→ Task prompt: From the line with "imageops::resize(rgba, w, h, filter)" to the line with "let (sw, sh) = gray.dimensions();", retype every line exactly, including those two, and leave out the rest of the data below.

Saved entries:
»»
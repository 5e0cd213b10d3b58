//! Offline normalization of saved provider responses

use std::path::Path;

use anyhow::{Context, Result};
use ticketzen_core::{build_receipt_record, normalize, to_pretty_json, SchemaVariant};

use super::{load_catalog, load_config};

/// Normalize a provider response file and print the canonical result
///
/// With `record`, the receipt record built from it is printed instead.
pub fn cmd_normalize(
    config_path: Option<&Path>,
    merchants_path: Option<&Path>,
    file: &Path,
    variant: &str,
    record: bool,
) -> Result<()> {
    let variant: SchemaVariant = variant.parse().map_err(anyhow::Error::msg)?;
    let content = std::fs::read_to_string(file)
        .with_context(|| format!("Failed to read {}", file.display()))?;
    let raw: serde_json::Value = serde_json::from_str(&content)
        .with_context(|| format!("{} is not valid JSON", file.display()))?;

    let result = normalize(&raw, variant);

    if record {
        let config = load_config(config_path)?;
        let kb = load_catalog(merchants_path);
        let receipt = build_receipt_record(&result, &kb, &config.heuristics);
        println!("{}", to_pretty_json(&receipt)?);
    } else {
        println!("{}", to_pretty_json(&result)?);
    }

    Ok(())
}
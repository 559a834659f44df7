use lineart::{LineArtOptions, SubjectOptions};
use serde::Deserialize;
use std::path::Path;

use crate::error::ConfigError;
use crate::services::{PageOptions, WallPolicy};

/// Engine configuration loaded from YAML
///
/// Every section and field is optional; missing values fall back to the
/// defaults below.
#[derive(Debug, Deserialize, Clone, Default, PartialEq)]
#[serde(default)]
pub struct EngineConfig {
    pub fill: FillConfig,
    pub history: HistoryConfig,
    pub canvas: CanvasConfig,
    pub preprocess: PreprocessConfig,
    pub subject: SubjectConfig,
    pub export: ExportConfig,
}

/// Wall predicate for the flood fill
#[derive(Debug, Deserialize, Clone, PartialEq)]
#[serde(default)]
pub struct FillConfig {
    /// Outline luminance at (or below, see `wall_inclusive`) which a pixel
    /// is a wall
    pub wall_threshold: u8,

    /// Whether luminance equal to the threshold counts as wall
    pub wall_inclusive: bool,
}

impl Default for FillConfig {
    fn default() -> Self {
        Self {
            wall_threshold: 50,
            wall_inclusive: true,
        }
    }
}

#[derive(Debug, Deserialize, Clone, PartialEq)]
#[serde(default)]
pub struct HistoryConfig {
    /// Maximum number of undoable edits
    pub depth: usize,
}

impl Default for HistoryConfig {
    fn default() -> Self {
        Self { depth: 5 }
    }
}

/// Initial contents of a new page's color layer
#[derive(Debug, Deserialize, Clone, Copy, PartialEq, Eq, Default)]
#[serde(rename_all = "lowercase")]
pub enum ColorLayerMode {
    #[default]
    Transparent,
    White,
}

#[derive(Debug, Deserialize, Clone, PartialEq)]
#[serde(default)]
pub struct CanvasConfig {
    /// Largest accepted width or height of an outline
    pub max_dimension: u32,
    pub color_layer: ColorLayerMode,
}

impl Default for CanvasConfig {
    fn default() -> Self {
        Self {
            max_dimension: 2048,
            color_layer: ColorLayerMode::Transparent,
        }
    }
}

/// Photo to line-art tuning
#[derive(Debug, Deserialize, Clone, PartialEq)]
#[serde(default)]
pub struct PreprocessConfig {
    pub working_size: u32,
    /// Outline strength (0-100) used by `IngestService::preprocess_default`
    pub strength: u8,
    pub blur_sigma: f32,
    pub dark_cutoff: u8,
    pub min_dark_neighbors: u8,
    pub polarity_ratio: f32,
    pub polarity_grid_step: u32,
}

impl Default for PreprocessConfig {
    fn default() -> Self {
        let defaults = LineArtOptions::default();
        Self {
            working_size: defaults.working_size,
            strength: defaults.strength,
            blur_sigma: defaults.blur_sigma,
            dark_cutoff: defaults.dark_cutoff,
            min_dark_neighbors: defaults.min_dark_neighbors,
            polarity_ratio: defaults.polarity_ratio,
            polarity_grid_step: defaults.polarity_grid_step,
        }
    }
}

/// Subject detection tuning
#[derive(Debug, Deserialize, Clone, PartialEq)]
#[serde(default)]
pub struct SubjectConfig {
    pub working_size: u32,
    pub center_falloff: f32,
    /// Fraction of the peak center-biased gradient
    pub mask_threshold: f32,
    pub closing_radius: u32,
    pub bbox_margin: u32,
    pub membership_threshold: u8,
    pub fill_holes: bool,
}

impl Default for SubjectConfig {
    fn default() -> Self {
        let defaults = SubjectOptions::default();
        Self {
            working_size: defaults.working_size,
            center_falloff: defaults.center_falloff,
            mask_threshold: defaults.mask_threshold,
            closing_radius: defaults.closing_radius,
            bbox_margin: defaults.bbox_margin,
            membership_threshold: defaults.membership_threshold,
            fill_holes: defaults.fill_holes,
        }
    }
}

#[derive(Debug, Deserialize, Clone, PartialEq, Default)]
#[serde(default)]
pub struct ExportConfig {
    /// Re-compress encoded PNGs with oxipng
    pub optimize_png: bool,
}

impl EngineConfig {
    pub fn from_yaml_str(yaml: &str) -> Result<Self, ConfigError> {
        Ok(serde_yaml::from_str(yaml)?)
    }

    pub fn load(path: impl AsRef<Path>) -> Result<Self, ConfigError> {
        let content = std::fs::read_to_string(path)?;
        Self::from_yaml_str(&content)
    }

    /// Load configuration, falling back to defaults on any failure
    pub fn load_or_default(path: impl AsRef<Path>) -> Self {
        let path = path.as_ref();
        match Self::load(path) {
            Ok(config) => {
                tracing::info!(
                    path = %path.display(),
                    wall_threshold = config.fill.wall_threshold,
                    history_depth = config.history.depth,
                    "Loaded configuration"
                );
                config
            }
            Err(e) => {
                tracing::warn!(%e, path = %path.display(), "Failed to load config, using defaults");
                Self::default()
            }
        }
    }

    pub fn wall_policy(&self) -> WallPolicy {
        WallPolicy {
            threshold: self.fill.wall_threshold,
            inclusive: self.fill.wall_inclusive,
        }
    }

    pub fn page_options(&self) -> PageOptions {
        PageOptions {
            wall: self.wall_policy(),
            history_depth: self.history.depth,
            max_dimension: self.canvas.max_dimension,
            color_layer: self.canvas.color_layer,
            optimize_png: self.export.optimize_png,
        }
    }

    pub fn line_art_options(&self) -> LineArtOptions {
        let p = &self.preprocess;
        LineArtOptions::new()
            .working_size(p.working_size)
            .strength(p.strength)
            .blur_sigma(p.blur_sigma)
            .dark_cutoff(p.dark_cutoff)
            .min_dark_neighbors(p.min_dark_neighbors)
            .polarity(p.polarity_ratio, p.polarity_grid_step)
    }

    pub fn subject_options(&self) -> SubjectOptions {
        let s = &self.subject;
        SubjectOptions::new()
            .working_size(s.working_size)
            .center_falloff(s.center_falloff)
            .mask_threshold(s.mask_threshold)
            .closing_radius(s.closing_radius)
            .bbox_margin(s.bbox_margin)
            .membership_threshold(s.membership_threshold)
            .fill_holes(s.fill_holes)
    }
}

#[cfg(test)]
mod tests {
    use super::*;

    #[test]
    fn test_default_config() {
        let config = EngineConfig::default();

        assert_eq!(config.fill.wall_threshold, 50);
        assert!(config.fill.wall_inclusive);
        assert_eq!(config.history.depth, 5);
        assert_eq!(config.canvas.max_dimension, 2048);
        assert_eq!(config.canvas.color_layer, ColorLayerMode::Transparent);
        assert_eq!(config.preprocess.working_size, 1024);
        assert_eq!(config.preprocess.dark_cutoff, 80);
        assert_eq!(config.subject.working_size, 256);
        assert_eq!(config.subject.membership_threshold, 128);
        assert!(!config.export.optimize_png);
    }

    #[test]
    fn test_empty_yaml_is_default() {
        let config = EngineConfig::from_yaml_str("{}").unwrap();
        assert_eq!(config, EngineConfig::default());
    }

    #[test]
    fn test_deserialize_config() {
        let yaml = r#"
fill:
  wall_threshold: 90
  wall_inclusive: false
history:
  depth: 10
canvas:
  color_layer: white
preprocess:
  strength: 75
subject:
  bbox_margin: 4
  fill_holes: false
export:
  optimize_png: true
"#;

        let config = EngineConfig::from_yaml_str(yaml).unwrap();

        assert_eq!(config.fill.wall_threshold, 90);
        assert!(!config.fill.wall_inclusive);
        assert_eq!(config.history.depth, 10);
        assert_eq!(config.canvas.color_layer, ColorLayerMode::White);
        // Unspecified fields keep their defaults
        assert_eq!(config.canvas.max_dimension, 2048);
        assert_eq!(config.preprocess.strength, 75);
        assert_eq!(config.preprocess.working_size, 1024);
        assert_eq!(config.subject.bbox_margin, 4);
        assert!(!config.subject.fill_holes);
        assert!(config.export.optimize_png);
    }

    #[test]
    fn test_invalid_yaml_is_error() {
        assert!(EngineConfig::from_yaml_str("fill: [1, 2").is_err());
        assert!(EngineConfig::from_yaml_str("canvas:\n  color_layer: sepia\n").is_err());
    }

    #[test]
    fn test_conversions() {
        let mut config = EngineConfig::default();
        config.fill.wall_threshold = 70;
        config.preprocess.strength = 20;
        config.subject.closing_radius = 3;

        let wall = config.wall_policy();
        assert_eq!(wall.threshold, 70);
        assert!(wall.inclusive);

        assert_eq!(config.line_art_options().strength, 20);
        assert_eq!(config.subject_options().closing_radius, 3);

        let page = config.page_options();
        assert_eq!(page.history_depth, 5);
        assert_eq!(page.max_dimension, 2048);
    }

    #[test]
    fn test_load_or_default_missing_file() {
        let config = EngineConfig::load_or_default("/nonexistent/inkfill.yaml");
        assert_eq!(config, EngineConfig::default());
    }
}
««
»»
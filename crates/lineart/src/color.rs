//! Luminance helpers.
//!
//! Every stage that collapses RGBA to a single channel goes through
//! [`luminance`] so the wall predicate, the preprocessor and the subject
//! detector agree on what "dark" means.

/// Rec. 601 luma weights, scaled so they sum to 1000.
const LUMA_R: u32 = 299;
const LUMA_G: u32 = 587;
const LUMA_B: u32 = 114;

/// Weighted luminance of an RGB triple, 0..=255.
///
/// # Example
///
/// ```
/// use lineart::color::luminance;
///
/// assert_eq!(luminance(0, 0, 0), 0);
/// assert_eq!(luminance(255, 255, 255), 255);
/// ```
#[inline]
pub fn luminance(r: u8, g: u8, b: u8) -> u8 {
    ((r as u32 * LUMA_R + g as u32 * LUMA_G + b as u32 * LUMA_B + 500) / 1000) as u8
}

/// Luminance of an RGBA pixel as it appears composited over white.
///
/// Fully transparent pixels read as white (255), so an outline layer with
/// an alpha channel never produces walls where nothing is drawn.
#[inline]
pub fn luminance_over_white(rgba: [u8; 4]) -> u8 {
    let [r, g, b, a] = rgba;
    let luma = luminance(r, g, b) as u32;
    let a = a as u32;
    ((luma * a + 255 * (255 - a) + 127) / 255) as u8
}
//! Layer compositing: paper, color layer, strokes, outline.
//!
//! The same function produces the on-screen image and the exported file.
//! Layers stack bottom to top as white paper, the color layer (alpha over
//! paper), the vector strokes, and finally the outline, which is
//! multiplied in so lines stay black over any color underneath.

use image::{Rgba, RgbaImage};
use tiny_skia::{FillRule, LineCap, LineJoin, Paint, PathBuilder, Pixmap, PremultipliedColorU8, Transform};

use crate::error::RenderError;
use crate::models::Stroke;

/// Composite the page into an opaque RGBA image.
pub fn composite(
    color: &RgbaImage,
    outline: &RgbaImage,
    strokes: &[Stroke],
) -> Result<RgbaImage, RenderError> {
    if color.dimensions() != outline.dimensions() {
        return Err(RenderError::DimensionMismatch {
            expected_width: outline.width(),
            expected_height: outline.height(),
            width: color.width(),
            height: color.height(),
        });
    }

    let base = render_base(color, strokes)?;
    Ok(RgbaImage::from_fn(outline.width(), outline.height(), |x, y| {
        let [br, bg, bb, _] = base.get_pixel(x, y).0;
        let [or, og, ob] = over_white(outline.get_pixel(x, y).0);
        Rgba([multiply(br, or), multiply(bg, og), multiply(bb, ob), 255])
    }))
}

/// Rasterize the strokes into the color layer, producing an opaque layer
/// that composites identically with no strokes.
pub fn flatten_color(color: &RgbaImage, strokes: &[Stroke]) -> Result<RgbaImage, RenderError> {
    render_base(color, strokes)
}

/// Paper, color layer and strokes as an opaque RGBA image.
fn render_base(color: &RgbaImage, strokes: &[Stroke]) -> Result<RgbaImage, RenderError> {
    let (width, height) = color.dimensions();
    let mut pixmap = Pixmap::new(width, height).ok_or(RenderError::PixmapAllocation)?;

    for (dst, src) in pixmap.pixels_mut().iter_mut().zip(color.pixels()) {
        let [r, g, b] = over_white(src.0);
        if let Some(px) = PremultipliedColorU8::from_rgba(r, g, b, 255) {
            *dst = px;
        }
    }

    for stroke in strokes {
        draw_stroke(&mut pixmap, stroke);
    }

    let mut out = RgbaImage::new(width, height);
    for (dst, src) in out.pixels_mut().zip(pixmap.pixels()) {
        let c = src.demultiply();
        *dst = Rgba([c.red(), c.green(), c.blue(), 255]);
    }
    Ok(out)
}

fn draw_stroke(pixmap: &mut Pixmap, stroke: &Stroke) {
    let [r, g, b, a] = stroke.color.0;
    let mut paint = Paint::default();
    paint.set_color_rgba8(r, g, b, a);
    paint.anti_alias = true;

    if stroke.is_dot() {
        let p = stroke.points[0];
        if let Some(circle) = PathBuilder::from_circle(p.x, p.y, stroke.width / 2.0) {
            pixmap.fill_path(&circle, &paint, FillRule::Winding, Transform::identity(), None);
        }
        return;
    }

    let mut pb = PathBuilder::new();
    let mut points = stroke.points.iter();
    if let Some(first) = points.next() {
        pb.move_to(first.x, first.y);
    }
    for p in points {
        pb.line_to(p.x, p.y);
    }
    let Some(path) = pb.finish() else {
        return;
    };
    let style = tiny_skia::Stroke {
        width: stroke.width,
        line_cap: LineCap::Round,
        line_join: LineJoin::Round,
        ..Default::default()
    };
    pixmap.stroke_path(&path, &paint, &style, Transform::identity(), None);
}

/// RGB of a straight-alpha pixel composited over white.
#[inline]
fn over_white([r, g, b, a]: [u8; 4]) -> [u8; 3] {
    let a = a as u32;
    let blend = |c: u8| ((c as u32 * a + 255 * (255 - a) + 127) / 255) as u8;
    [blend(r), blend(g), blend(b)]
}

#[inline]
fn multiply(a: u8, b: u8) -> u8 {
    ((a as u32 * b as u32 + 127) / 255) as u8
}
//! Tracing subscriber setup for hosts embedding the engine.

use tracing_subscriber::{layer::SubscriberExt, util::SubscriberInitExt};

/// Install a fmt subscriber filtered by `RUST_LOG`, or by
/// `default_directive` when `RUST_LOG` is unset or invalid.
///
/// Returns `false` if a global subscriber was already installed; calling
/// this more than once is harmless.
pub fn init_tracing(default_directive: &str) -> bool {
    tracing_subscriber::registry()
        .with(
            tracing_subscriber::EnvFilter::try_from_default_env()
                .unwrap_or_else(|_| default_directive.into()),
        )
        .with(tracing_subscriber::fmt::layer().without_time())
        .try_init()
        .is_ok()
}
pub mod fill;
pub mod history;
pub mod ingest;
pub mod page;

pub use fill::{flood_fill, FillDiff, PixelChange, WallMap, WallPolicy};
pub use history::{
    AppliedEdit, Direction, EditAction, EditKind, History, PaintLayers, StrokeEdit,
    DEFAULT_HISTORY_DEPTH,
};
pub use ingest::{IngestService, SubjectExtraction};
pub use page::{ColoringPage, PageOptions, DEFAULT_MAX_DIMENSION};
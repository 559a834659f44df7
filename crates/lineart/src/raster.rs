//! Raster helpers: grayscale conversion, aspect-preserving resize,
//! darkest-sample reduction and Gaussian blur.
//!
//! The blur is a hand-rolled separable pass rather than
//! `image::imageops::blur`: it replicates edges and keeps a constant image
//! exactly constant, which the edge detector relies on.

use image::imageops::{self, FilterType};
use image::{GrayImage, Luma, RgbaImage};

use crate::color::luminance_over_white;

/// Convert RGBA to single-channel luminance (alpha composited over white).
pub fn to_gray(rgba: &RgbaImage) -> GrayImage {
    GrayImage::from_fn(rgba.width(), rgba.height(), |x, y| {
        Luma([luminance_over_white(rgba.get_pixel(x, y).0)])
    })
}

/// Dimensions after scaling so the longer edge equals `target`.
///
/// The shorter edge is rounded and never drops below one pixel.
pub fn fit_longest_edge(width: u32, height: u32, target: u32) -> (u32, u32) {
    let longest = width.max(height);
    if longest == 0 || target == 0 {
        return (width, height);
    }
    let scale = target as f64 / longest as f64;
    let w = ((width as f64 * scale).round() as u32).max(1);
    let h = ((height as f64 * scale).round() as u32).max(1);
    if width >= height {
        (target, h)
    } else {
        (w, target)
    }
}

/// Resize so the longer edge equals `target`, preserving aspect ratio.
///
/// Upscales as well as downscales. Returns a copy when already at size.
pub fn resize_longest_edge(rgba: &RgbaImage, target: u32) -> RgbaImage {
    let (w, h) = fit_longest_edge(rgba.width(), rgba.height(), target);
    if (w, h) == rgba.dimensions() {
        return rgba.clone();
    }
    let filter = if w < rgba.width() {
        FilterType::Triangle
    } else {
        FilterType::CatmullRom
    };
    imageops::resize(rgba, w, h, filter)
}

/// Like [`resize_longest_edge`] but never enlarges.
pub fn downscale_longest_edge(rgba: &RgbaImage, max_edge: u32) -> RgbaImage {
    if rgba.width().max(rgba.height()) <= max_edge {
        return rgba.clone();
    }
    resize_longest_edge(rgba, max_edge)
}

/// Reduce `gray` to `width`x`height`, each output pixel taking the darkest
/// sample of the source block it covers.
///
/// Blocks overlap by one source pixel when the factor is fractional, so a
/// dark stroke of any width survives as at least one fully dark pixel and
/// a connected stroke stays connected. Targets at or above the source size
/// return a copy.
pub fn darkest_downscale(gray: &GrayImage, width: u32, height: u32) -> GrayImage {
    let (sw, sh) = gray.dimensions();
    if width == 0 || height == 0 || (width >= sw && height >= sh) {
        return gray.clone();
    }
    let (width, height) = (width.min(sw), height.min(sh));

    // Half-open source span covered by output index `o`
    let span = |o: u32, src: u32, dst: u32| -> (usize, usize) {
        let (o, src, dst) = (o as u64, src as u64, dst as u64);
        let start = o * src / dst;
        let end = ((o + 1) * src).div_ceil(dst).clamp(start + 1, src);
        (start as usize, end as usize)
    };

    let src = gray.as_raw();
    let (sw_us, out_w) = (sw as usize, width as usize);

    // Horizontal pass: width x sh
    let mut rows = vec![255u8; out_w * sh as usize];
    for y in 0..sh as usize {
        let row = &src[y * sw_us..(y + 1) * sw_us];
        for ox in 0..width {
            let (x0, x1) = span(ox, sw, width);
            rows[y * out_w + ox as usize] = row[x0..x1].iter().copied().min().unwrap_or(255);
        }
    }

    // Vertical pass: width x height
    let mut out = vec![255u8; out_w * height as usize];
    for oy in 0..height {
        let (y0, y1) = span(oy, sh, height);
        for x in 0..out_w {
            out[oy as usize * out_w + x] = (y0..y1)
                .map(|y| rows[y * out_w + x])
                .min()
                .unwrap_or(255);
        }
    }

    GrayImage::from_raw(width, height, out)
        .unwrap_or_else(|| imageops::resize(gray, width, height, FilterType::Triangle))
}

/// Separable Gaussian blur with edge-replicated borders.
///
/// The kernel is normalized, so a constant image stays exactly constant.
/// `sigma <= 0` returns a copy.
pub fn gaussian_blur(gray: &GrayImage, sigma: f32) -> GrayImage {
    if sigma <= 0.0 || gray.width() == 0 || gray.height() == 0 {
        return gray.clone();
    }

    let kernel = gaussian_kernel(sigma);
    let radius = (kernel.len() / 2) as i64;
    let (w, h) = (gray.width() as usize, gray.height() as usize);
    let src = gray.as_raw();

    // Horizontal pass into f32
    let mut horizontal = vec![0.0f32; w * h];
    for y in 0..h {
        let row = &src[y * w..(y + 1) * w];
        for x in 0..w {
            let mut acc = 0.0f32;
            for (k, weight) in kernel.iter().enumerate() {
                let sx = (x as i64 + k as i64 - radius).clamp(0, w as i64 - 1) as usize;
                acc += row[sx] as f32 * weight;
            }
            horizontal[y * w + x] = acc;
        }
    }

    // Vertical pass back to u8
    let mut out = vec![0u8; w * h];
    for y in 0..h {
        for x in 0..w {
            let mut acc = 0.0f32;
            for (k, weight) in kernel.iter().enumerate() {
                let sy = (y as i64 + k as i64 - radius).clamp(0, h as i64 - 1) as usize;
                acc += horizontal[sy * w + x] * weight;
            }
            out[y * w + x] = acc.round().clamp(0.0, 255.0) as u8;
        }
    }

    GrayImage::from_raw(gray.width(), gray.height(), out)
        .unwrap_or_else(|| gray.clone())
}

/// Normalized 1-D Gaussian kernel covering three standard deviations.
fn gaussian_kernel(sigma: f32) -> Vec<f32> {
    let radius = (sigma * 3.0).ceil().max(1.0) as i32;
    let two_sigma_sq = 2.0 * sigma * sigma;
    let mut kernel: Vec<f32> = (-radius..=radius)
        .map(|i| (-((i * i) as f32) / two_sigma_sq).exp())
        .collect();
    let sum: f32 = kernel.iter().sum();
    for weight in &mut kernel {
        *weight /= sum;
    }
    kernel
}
««
»»
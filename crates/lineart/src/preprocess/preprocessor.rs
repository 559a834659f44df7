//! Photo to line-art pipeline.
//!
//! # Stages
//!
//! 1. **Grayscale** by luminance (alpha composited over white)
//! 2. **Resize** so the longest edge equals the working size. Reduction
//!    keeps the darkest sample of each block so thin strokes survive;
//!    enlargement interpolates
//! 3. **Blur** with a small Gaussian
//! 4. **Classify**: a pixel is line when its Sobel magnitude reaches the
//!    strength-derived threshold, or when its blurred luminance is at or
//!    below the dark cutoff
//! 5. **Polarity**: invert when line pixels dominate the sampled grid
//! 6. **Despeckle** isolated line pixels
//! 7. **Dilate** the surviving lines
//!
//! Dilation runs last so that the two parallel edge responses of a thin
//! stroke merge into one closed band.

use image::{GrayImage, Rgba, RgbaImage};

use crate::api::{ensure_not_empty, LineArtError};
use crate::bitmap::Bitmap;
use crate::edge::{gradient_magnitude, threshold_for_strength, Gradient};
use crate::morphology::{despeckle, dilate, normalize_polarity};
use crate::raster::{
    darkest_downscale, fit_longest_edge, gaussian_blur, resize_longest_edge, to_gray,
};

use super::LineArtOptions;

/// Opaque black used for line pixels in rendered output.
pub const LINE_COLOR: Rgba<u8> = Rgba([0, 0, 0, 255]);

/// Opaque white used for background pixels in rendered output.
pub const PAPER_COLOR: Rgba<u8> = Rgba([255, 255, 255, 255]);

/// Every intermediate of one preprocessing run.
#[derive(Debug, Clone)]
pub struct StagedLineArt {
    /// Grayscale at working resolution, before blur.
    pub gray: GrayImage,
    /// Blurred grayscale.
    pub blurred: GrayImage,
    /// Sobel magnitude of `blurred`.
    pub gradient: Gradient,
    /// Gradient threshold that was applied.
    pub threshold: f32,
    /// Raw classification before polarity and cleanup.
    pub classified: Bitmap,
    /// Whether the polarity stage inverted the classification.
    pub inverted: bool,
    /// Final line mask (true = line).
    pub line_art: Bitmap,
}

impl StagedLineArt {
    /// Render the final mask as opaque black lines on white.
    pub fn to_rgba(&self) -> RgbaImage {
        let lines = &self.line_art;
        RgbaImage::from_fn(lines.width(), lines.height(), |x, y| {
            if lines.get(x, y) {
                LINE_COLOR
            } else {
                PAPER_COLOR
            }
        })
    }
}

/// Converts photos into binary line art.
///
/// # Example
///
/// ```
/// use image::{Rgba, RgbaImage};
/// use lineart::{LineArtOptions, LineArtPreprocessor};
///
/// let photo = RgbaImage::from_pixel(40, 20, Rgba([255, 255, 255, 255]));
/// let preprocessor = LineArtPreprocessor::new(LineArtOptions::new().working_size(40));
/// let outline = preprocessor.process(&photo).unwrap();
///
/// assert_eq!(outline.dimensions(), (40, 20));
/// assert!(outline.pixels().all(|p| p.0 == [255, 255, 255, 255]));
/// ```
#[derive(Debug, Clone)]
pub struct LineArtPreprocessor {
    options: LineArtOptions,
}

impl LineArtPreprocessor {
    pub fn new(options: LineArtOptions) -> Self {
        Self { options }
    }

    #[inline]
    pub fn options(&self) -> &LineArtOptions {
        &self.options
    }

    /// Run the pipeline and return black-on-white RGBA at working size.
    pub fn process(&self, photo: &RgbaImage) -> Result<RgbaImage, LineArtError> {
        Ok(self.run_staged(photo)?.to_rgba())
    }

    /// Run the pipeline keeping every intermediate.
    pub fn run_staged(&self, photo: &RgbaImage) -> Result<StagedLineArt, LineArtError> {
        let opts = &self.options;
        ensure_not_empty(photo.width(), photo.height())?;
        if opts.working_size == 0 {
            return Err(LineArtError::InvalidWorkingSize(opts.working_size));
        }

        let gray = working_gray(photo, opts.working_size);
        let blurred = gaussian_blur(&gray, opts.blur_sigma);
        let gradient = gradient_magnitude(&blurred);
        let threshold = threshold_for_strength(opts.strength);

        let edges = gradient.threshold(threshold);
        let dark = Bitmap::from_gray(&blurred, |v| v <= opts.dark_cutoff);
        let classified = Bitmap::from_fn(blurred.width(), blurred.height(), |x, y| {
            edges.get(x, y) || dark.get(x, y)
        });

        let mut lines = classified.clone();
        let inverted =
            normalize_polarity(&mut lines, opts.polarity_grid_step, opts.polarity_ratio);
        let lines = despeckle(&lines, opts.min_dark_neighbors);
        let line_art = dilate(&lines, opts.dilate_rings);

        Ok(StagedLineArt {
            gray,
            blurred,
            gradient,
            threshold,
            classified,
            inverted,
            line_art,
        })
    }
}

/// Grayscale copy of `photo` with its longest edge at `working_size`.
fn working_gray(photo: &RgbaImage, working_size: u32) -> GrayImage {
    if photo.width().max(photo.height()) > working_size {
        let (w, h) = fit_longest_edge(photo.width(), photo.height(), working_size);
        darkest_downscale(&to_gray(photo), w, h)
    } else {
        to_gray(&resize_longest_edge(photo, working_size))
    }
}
««
→ Task result:
    imageops::resize(rgba, w, h, filter)
}

/// Like [`resize_longest_edge`] but never enlarges.
pub fn downscale_longest_edge(rgba: &RgbaImage, max_edge: u32) -> RgbaImage {
    if rgba.width().max(rgba.height()) <= max_edge {
        return rgba.clone();
    }
    resize_longest_edge(rgba, max_edge)
}

/// Reduce `gray` to `width`x`height`, each output pixel taking the darkest
/// sample of the source block it covers.
///
/// Blocks overlap by one source pixel when the factor is fractional, so a
/// dark stroke of any width survives as at least one fully dark pixel and
/// a connected stroke stays connected. Targets at or above the source size
/// return a copy.
pub fn darkest_downscale(gray: &GrayImage, width: u32, height: u32) -> GrayImage {
    let (sw, sh) = gray.dimensions();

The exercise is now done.